Behold The Ford Mondeo
Moderator
Must admit I don't know anyone who works in this sort of fashion either. It seems like a very much older mindset of working.

I've only ever had a mechanical drive fail on me and I've only known of one SSD failure that I've owned (Passed to my Dad, the notoriously bad Kingston V300 IIRC).

Modern day SSDs, when considerately chosen, should never fail on you..... even hammering them. For it to happen is ridiculously unlucky so for it to happen multiple times to the same user suggests a common denominator to me. It's either the quality of the disk or some sort of wrongful manipulation of their usage (you aren't defragging or something are you?).
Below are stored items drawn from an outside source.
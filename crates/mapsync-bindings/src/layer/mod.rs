// Copyright 2025 eraflo
//
// Licensed under the Apache License, Version 2.0 (the "License");
// you may not use this file except in compliance with the License.
// You may obtain a copy of the License at
//
//     http://www.apache.org/licenses/LICENSE-2.0
//
// Unless required by applicable law or agreed to in writing, software
// distributed under the License is distributed on an "AS IS" BASIS,
// WITHOUT WARRANTIES OR CONDITIONS OF ANY KIND, either express or implied.
// See the License for the specific language governing permissions and
// limitations under the License.

//! The generic layer factory.
//!
//! A [`LayerFactory`] owns one engine layer. It observes two reactive inputs:
//! the engine (through the context's reload coordinator) and its source
//! dependency, a `Signal<Option<SourceRef>>`. The layer exists on the engine
//! only while both resolve, and for an id dependency only once the engine
//! reports that source's data as loaded.
//!
//! Per-kind behaviour is data, not code: [`kinds`] holds the paint/layout key
//! tables, and the typed wrappers in [`typed`] add convenience setters on top
//! of the same factory.

pub mod kinds;
pub mod typed;
pub mod validate;

pub use self::typed::{CircleLayer, FillLayer, LineLayer, SymbolLayer};

use std::cell::RefCell;
use std::fmt;
use std::ops::Deref;
use std::rc::{Rc, Weak};

use mapsync_core::spec::{
    LayerKind, LayerSpecification, PropertyMap, SourceRef, StyleSetterOptions, Value, MAX_ZOOM,
    MIN_ZOOM,
};
use mapsync_core::{
    BindingContext, Disposer, EngineError, EngineEvent, EngineEventKind, EngineRef, ReloadHandler,
    ResourceKind, ResourceStatus, Scope, Signal,
};

use crate::handle::ResourceHandle;
use crate::report;

/// Declarative inputs of a layer.
#[derive(Debug, Clone, PartialEq)]
pub struct LayerOptions {
    /// Layer id. Generated as `<layer_id_prefix>-<uuid>` when `None`.
    pub id: Option<String>,
    /// The drawing rule.
    pub kind: LayerKind,
    /// Layer within a vector tile source.
    pub source_layer: Option<String>,
    /// Feature filter; `None` matches every feature.
    pub filter: Option<Value>,
    /// Explicit paint properties.
    pub paint: PropertyMap,
    /// Explicit layout properties.
    pub layout: PropertyMap,
    /// Merged style object, partitioned by kind and applied over `paint`/`layout`.
    pub style: PropertyMap,
    /// Lowest zoom at which the layer is drawn.
    pub min_zoom: f64,
    /// Highest zoom at which the layer is drawn.
    pub max_zoom: f64,
    /// Insert the layer below this one.
    pub before_id: Option<String>,
    /// Log engine failures at `error` level.
    pub debug: bool,
}

impl LayerOptions {
    /// Default options for a layer of `kind`.
    pub fn new(kind: LayerKind) -> Self {
        Self {
            id: None,
            kind,
            source_layer: None,
            filter: None,
            paint: PropertyMap::new(),
            layout: PropertyMap::new(),
            style: PropertyMap::new(),
            min_zoom: MIN_ZOOM,
            max_zoom: MAX_ZOOM,
            before_id: None,
            debug: false,
        }
    }

    /// Sets the layer id.
    pub fn with_id(mut self, id: impl Into<String>) -> Self {
        self.id = Some(id.into());
        self
    }

    /// Adds one paint property.
    pub fn with_paint(mut self, name: impl Into<String>, value: impl Into<Value>) -> Self {
        self.paint.insert(name.into(), value.into());
        self
    }

    /// Adds one layout property.
    pub fn with_layout(mut self, name: impl Into<String>, value: impl Into<Value>) -> Self {
        self.layout.insert(name.into(), value.into());
        self
    }

    /// Adds one key to the merged style object.
    pub fn with_style(mut self, name: impl Into<String>, value: impl Into<Value>) -> Self {
        self.style.insert(name.into(), value.into());
        self
    }

    /// Sets the feature filter.
    pub fn with_filter(mut self, filter: Value) -> Self {
        self.filter = Some(filter);
        self
    }

    /// Inserts the layer below `before_id`.
    pub fn before(mut self, before_id: impl Into<String>) -> Self {
        self.before_id = Some(before_id.into());
        self
    }
}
For a very important mobile system I would likely consider the following appropriately excessive:

Primary drive - 500Gb M2, Intel 670 or Firecuda 530
Secondary Drive - Preferably M2 but SSD if not available. 1TB Intel 670 or Firecuda 530 (Or Samsung 860/870 if opting for an SSD)
Backup Drive - Depends on slots/space but a conventional drive is never a bad choice. In a laptop this would be failure point no.1 so I would tend to only store local files that I had a plentiful backup of.
External Drive - SSD, preferably M2 but something like the Samsung 870 would be a fine alternative. I wouldn't have a portable external drive that wasn't an SSD now. Mechanical drives are too fragile IMO.
Cloud Backup - A subscription service to real-time cloud access that automatically kept a backup of everything important to me. This is my "Raid" setup.
USB Image Pen - A pen drive with a windows installation in case the worst happens. I would keep images of my setup on both the "Backup Drive" internally and the "External drive". If space allowed I would happily have it on the Secondary drive also, so that the actual re-imaging process would take less time.
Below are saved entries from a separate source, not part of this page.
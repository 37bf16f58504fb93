// Copyright 2025 eraflo
//
// Licensed under the Apache License, Version 2.0 (the "License");
// you may not use this file except in compliance with the License.
// You may obtain a copy of the License at
//
//     http://www.apache.org/licenses/LICENSE-2.0
//
// Unless required by applicable law or agreed to in writing, software
// distributed under the License is distributed on an "AS IS" BASIS,
// WITHOUT WARRANTIES OR CONDITIONS OF ANY KIND, either express or implied.
// See the License for the specific language governing permissions and
// limitations under the License.

use std::rc::Rc;

/// Events emitted by the engine that the bindings subscribe to.
#[derive(Debug, Clone, PartialEq)]
pub enum EngineEvent {
    /// The style finished loading. Fired again after every style swap, at
    /// which point all previously added sources and layers are gone.
    StyleLoad,
    /// Data for a source changed state.
    SourceData {
        /// The source the event concerns.
        source_id: String,
        /// Whether the source reports its data as fully loaded.
        loaded: bool,
    },
    /// A generic engine-side error.
    Error {
        /// Engine-provided description.
        message: String,
        /// The source involved, if any.
        source_id: Option<String>,
    },
    /// A popup became visible.
    PopupOpen {
        /// The popup id.
        popup_id: String,
    },
    /// A popup was hidden, by code or by the user.
    PopupClose {
        /// The popup id.
        popup_id: String,
    },
}

impl EngineEvent {
    /// The discriminant used for subscriptions.
    pub fn kind(&self) -> EngineEventKind {
        match self {
            EngineEvent::StyleLoad => EngineEventKind::StyleLoad,
            EngineEvent::SourceData { .. } => EngineEventKind::SourceData,
            EngineEvent::Error { .. } => EngineEventKind::Error,
            EngineEvent::PopupOpen { .. } => EngineEventKind::PopupOpen,
            EngineEvent::PopupClose { .. } => EngineEventKind::PopupClose,
        }
    }
}

/// Subscription key for [`EngineEvent`]s.
#[derive(Debug, Clone, Copy, PartialEq, Eq, Hash)]
pub enum EngineEventKind {
    /// See [`EngineEvent::StyleLoad`].
    StyleLoad,
    /// See [`EngineEvent::SourceData`].
    SourceData,
    /// See [`EngineEvent::Error`].
    Error,
    /// See [`EngineEvent::PopupOpen`].
    PopupOpen,
    /// See [`EngineEvent::PopupClose`].
    PopupClose,
}

/// Identifies a registered event handler so it can be detached.
#[derive(Debug, Clone, Copy, PartialEq, Eq, Hash)]
pub struct ListenerId(pub u64);

/// A callback invoked for every matching engine event.
pub type EventHandler = Rc<dyn Fn(&EngineEvent)>;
The above is an extreme solution to a problem that has never really existed for me. But when the utilisation of the system is paramount on the move it covers everything you could need and would ensure that you only ever lost, at most, a days worth of data/work.
 

phenriot

Member
Thanks Scott

The one and only thing to think about is how to keep the system running when the primary system drive fails, you have only one computer, and it's Saturday evening in Switzerland (i.e. all shops are closed until Monday).
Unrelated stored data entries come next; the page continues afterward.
// Copyright 2025 eraflo
//
// Licensed under the Apache License, Version 2.0 (the "License");
// you may not use this file except in compliance with the License.
// You may obtain a copy of the License at
//
//     http://www.apache.org/licenses/LICENSE-2.0
//
// Unless required by applicable law or agreed to in writing, software
// distributed under the License is distributed on an "AS IS" BASIS,
// WITHOUT WARRANTIES OR CONDITIONS OF ANY KIND, either express or implied.
// See the License for the specific language governing permissions and
// limitations under the License.

//! The popup factory.

use std::cell::{Cell, RefCell};
use std::fmt;
use std::ops::Deref;
use std::rc::{Rc, Weak};

use mapsync_core::spec::{LngLat, PopupContent, PopupSpec};
use mapsync_core::{
    BindingContext, Disposer, EngineError, EngineEvent, EngineEventKind, EngineRef, PopupStatus,
    ReloadHandler, ResourceKind, Scope, Signal,
};

use crate::handle::ResourceHandle;
use crate::report;

/// Declarative inputs of a popup.
#[derive(Debug, Clone, PartialEq)]
pub struct PopupOptions {
    /// Popup id. Generated as `<popup_id_prefix>-<uuid>` when `None`.
    pub id: Option<String>,
    /// Position, content and behaviour.
    pub spec: PopupSpec,
    /// Show the popup as soon as it is created.
    pub open: bool,
    /// Log engine failures at `error` level.
    pub debug: bool,
}

impl PopupOptions {
    /// Options for a hidden popup.
    pub fn new(spec: PopupSpec) -> Self {
        Self {
            id: None,
            spec,
            open: false,
            debug: false,
        }
    }

    /// Sets the popup id.
    pub fn with_id(mut self, id: impl Into<String>) -> Self {
        self.id = Some(id.into());
        self
    }
}

struct PopupInner {
    id: String,
    debug: bool,
    engine: RefCell<Option<EngineRef>>,
    spec: RefCell<PopupSpec>,
    want_open: Cell<bool>,
    status: Signal<PopupStatus>,
    listeners: RefCell<Vec<Disposer>>,
    this: Weak<PopupInner>,
}

impl PopupInner {
    fn create(&self) {
        let Some(engine) = self.engine.borrow().clone() else {
            log::trace!("Popup '{}': no ready engine, creation deferred.", self.id);
            return;
        };
        if engine.has_popup(&self.id) {
            log::trace!("Popup '{}' already exists on the engine.", self.id);
            return;
        }

        self.status.set(PopupStatus::Creating);
        let spec = self.spec.borrow().clone();
        if let Err(err) = engine.add_popup(&self.id, &spec) {
            self.failed("add", &err);
            if engine.has_popup(&self.id) {
                if let Err(err) = engine.remove_popup(&self.id) {
                    self.failed("rollback", &err);
                }
            }
            self.status.set(PopupStatus::Error);
            return;
        }
        log::debug!("Popup '{}' created.", self.id);
        self.status.set(PopupStatus::Created);
        self.follow_visibility(&engine);

        if self.want_open.get() {
            self.show(&engine, true);
        } else {
            self.status.set(PopupStatus::Closed);
        }
    }

    /// Mirrors engine-side open/close, including closes initiated by the user.
    fn follow_visibility(&self, engine: &EngineRef) {
        self.stop_following();
        for kind in [EngineEventKind::PopupOpen, EngineEventKind::PopupClose] {
            let this = self.this.clone();
            let listener = engine.subscribe(kind, move |event| {
                let Some(inner) = this.upgrade() else {
                    return;
                };
                match event {
                    EngineEvent::PopupOpen { popup_id } if *popup_id == inner.id => {
                        inner.want_open.set(true);
                        inner.status.set(PopupStatus::Open);
                    }
                    EngineEvent::PopupClose { popup_id } if *popup_id == inner.id => {
                        inner.want_open.set(false);
                        inner.status.set(PopupStatus::Closed);
                    }
                    _ => {}
                }
            });
            self.listeners.borrow_mut().push(listener);
        }
    }

    fn stop_following(&self) {
        let listeners = std::mem::take(&mut *self.listeners.borrow_mut());
        drop(listeners);
    }

    fn show(&self, engine: &EngineRef, open: bool) {
        match engine.set_popup_open(&self.id, open) {
            Ok(()) => {
                let status = if open {
                    PopupStatus::Open
                } else {
                    PopupStatus::Closed
                };
                self.status.set(status);
            }
            Err(err) => self.failed(if open { "open" } else { "close" }, &err),
        }
    }

    fn set_open(&self, open: bool) {
        self.want_open.set(open);
        if let Some(engine) = self.live_engine() {
            self.show(&engine, open);
        }
    }

    fn remove(&self) {
        let engine = self.engine.borrow().clone();
        if let Some(engine) = engine {
            self.remove_from(&engine);
        }
        self.status.set(PopupStatus::NotCreated);
    }

    fn remove_from(&self, engine: &EngineRef) {
        self.stop_following();
        if !engine.has_popup(&self.id) {
            log::trace!("Popup '{}' is not on the engine, nothing to remove.", self.id);
            return;
        }
        match engine.remove_popup(&self.id) {
            Ok(()) => log::debug!("Popup '{}' removed.", self.id),
            Err(err) => self.failed("remove", &err),
        }
    }

    fn live_engine(&self) -> Option<EngineRef> {
        let engine = self.engine.borrow().clone()?;
        if engine.has_popup(&self.id) {
            Some(engine)
        } else {
            log::trace!("Popup '{}' is not live, engine update skipped.", self.id);
            None
        }
    }

    fn failed(&self, operation: &str, err: &EngineError) {
        report::engine_failure(self.debug, ResourceKind::Popup, &self.id, operation, err);
    }
}

impl ReloadHandler for PopupInner {
    fn on_ready(&self, engine: &EngineRef) {
        *self.engine.borrow_mut() = Some(engine.clone());
        self.create();
    }

    fn on_teardown(&self, engine: &EngineRef) {
        self.remove_from(engine);
        self.engine.borrow_mut().take();
        self.status.set(PopupStatus::NotCreated);
    }
}

/// The action object of a popup.
#[derive(Clone)]
pub struct PopupActions {
    inner: Rc<PopupInner>,
}

impl PopupActions {
    /// The popup id.
    pub fn id(&self) -> &str {
        &self.inner.id
    }

    /// The observable lifecycle status.
    pub fn status(&self) -> Signal<PopupStatus> {
        self.inner.status.clone()
    }

    /// Returns `true` while the popup is showing.
    pub fn is_open(&self) -> bool {
        self.inner.status.get() == PopupStatus::Open
    }

    /// Registers the popup if the engine is ready.
    pub fn create(&self) {
        self.inner.create();
    }

    /// Shows the popup, now or as soon as it is created.
    pub fn open(&self) {
        self.inner.set_open(true);
    }

    /// Hides the popup.
    pub fn close(&self) {
        self.inner.set_open(false);
    }

    /// Moves the popup.
    pub fn set_lng_lat(&self, lng_lat: LngLat) {
        self.inner.spec.borrow_mut().lng_lat = Some(lng_lat);
        if let Some(engine) = self.inner.live_engine() {
            if let Err(err) = engine.set_popup_lng_lat(self.id(), lng_lat) {
                self.inner.failed("move", &err);
            }
        }
    }

    /// Replaces the popup body.
    pub fn set_content(&self, content: PopupContent) {
        self.inner.spec.borrow_mut().content = content.clone();
        if let Some(engine) = self.inner.live_engine() {
            if let Err(err) = engine.set_popup_content(self.id(), &content) {
                self.inner.failed("set content", &err);
            }
        }
    }

    /// Removes the popup. Idempotent.
    pub fn remove(&self) {
        self.inner.remove();
    }

    /// The live popup, if the engine currently holds it.
    pub fn live_handle(&self) -> Option<ResourceHandle> {
        self.inner.live_engine().map(|engine| ResourceHandle {
            id: self.inner.id.clone(),
            kind: ResourceKind::Popup,
            engine,
        })
    }
}

impl PartialEq for PopupActions {
    fn eq(&self, other: &Self) -> bool {
        Rc::ptr_eq(&self.inner, &other.inner)
    }
}

impl fmt::Debug for PopupActions {
    fn fmt(&self, f: &mut fmt::Formatter<'_>) -> fmt::Result {
        f.debug_struct("PopupActions")
            .field("id", &self.inner.id)
            .field("status", &self.inner.status.get())
            .finish()
    }
}

/// Owns one engine popup for as long as it lives.
pub struct PopupFactory {
    actions: PopupActions,
    _scope: Scope,
}

impl PopupFactory {
    /// Creates a factory for `options`.
    pub fn new(context: &BindingContext, options: PopupOptions) -> Self {
        let settings = context.settings();
        let id = report::resolve_id(options.id, &settings.popup_id_prefix, ResourceKind::Popup);
        let inner = Rc::new_cyclic(|this| PopupInner {
            id,
            debug: options.debug || settings.debug,
            engine: RefCell::new(None),
            spec: RefCell::new(options.spec),
            want_open: Cell::new(options.open),
            status: Signal::new(PopupStatus::NotCreated),
            listeners: RefCell::new(Vec::new()),
            this: this.clone(),
        });

        let scope = Scope::new();
        scope.add(context.reload().observe(inner.clone()).into_disposer());
        let removal = Rc::downgrade(&inner);
        scope.on_dispose(move || {
            if let Some(inner) = removal.upgrade() {
                inner.remove();
            }
        });

        Self {
            actions: PopupActions { inner },
            _scope: scope,
        }
    }

    /// The popup's action object.
    pub fn actions(&self) -> &PopupActions {
        &self.actions
    }
}

impl Deref for PopupFactory {
    type Target = PopupActions;

    fn deref(&self) -> &Self::Target {
        &self.actions
    }
}

impl fmt::Debug for PopupFactory {
    fn fmt(&self, f: &mut fmt::Formatter<'_>) -> fmt::Result {
        f.debug_tuple("PopupFactory").field(&self.actions).finish()
    }
}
I'd need to at least software-mirror my system disk (including recovery partition, EFI partition and OS), so I'd require a laptop with at least 3 internal drives.
I can't find a laptop with 3 internal drives and RTX 3070 in the current PCSpecialist offering.

Cloud backup is not possible since my internet connections are often not fast enough.

Modern day SSDs, when considerately chosen, should never fail on you..... even hammering them. For it to happen is ridiculously unlucky so for it to happen multiple times to the same user suggests a common denominator to me. It's either the quality of the disk or some sort of wrongful manipulation of their usage (you aren't defragging or something are you?).

no, I haven't been doing anything special with the disks. They remained in the same system until they failed. No, I don't defrag SSD.
Yes, as I use RAID-1, I have a tendency to buy cheap disks.
I think 2 cheap disks in RAID-1 are safer than one expensive disk, for the above mentioned reasons.

I also still have an old OYEN Digital Datatale PAIR 2-Bay FireWire RAID System next to me which contains 2 Toshiba 5200rpm drives boasting 3420d 3h power-on hours and 359’278 Load/Unload Cycle Count. One of these drives failed at some moment, all I had to do was to replace it.

I do not understand why RAID seems to disappear from the landscape, as a failed disk is a nightmare of growing proportions, as disks and data keep growing exponentially in size.
 

phenriot

Member
also, regarding backup - what solution do you use ?

I would like to backup my whole system disk automatically before system shutdown (including recovery, EFI and OS), i.e. when I tell the system to shutdown, it asks me if it should perform a backup and then does the backup before shutting itself down.
Also, I would like the system to have an automated housekeeping function that will automatically delete old backups.
Is there any software you would recommend?
 

Scott

Behold The Ford Mondeo
Moderator
I do understand but I wouldn't go to the ends of the earth to prepare for something that's only made more possible by a poor choice of hardware. Planning for unlikely scenarios and compounding it with poor hardware choices is effectively planning for failure.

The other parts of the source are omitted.